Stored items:
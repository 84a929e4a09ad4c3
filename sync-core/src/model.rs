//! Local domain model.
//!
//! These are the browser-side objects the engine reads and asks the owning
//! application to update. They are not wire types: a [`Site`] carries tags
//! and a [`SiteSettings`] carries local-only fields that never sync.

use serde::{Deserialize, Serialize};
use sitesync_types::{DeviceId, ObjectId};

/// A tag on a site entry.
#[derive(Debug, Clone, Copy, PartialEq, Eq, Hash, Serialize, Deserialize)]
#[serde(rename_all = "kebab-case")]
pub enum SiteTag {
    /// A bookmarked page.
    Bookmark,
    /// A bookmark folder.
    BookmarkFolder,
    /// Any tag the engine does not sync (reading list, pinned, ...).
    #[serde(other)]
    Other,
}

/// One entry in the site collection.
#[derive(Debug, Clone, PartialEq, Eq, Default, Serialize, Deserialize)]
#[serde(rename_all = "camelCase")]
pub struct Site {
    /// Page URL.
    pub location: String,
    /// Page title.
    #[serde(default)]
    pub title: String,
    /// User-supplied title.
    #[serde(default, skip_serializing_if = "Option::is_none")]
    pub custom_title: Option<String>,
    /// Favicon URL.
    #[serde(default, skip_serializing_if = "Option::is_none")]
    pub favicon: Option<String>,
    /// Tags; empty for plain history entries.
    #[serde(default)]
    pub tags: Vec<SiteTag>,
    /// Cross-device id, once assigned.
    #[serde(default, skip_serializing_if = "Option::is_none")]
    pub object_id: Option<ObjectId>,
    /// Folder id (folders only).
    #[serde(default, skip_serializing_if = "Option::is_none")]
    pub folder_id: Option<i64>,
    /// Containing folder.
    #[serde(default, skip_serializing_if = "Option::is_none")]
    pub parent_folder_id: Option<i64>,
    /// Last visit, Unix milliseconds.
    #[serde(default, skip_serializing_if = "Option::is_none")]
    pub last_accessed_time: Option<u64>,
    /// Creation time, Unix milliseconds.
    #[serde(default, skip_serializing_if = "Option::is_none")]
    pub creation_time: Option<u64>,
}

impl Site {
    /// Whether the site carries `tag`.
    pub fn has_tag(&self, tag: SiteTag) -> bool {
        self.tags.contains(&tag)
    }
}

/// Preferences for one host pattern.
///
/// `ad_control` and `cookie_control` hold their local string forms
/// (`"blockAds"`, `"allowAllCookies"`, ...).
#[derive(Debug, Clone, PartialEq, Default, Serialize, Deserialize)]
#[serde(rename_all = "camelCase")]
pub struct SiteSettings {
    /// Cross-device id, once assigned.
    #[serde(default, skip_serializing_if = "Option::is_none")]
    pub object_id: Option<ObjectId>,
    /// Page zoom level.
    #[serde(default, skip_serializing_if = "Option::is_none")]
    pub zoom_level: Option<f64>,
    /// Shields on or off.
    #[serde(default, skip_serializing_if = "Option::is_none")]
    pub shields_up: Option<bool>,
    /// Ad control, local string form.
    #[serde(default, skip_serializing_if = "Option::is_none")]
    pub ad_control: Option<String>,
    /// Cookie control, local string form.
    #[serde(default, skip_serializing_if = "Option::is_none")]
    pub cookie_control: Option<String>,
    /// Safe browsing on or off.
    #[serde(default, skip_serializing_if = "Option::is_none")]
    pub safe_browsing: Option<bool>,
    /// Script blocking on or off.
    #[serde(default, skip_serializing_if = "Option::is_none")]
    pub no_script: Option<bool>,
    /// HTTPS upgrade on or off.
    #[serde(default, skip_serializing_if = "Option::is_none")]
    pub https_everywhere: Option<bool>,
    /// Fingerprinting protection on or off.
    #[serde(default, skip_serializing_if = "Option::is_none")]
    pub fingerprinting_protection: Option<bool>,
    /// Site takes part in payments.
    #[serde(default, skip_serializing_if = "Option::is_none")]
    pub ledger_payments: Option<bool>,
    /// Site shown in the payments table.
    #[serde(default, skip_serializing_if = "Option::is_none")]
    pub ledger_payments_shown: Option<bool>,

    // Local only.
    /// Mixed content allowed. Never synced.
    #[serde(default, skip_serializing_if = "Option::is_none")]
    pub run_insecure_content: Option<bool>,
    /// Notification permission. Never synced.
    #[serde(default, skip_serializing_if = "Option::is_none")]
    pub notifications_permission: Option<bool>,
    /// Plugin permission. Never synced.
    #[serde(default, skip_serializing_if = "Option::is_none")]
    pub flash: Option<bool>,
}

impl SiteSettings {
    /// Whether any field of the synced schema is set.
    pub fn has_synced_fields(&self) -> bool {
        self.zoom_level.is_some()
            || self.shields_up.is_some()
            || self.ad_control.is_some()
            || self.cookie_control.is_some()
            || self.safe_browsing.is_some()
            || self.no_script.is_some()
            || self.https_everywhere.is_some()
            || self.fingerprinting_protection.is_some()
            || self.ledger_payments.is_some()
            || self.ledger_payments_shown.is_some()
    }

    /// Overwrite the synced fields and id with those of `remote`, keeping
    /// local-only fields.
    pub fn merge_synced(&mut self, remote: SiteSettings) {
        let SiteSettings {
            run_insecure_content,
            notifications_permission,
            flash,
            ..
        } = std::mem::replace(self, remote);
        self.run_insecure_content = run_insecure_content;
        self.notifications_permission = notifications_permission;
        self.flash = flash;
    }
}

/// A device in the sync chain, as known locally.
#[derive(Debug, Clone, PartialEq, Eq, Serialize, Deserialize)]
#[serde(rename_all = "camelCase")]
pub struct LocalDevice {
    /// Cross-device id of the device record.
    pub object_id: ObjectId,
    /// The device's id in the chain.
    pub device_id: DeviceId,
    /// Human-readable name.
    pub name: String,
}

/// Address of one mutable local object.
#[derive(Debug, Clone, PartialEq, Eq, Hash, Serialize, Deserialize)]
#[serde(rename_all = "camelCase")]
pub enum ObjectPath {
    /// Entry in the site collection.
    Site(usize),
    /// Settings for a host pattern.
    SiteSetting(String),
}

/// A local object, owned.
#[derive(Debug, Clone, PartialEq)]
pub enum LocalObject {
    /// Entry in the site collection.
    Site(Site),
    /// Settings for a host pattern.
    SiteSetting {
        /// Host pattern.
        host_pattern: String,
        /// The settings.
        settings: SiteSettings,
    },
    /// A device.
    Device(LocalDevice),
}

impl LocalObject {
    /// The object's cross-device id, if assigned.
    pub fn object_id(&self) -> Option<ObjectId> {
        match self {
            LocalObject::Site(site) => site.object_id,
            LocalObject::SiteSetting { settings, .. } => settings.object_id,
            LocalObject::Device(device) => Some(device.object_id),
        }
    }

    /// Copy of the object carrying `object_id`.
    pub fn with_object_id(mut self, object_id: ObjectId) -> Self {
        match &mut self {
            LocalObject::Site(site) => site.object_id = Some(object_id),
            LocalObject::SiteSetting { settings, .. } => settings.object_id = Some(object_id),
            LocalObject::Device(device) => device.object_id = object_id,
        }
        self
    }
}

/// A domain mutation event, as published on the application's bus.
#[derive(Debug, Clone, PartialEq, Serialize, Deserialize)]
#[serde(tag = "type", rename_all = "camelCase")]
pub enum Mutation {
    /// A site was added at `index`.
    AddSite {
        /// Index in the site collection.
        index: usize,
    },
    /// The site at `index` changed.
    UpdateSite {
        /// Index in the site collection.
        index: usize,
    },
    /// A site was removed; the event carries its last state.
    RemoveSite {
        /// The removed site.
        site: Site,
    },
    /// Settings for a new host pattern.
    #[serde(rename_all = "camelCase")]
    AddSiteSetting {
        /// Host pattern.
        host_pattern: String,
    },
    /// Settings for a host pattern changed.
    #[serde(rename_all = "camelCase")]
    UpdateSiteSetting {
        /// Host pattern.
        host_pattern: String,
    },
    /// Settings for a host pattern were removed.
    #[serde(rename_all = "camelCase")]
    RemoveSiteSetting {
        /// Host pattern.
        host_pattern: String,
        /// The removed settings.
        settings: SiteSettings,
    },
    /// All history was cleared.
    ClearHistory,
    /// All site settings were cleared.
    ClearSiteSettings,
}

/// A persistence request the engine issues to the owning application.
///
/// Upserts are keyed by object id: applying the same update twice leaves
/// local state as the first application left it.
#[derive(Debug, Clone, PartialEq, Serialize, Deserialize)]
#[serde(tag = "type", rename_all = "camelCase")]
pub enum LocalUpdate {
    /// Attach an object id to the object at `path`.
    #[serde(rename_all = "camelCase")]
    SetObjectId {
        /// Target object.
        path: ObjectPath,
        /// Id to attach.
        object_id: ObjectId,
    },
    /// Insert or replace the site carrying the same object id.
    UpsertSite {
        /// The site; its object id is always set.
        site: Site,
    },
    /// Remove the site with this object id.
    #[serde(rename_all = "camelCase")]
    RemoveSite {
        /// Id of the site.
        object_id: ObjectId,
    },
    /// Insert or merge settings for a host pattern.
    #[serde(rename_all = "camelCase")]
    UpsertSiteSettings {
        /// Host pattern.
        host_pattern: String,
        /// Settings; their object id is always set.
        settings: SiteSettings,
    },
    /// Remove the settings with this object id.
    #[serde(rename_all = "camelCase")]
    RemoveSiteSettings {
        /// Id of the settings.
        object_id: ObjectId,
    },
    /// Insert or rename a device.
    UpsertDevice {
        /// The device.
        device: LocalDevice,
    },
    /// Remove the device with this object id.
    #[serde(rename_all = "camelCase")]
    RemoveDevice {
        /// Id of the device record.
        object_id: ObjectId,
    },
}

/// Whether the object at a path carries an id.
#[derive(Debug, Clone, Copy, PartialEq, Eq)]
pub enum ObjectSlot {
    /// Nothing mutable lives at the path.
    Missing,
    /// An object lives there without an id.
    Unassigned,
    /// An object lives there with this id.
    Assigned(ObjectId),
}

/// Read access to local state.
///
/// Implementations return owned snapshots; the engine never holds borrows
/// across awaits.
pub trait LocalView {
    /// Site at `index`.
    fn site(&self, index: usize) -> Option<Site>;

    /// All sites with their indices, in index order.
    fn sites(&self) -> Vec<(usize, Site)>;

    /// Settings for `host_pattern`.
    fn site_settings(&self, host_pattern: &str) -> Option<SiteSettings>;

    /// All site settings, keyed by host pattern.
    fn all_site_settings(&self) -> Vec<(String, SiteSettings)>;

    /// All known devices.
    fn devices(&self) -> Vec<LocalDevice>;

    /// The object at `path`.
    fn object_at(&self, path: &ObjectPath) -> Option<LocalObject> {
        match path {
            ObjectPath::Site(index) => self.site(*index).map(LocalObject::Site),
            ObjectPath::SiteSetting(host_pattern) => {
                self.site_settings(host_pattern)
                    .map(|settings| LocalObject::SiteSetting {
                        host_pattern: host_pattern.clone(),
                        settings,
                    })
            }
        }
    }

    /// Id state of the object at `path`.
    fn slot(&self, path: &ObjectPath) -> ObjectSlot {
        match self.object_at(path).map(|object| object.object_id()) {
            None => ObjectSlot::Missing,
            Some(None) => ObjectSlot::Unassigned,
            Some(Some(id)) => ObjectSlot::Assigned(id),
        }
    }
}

_EXERCISE_.
Look through the entries, and return every line that the word "changed" appears in.

_SOLUTION TO THIS TASK_.
    /// The site at `index` changed.
    /// Settings for a host pattern changed.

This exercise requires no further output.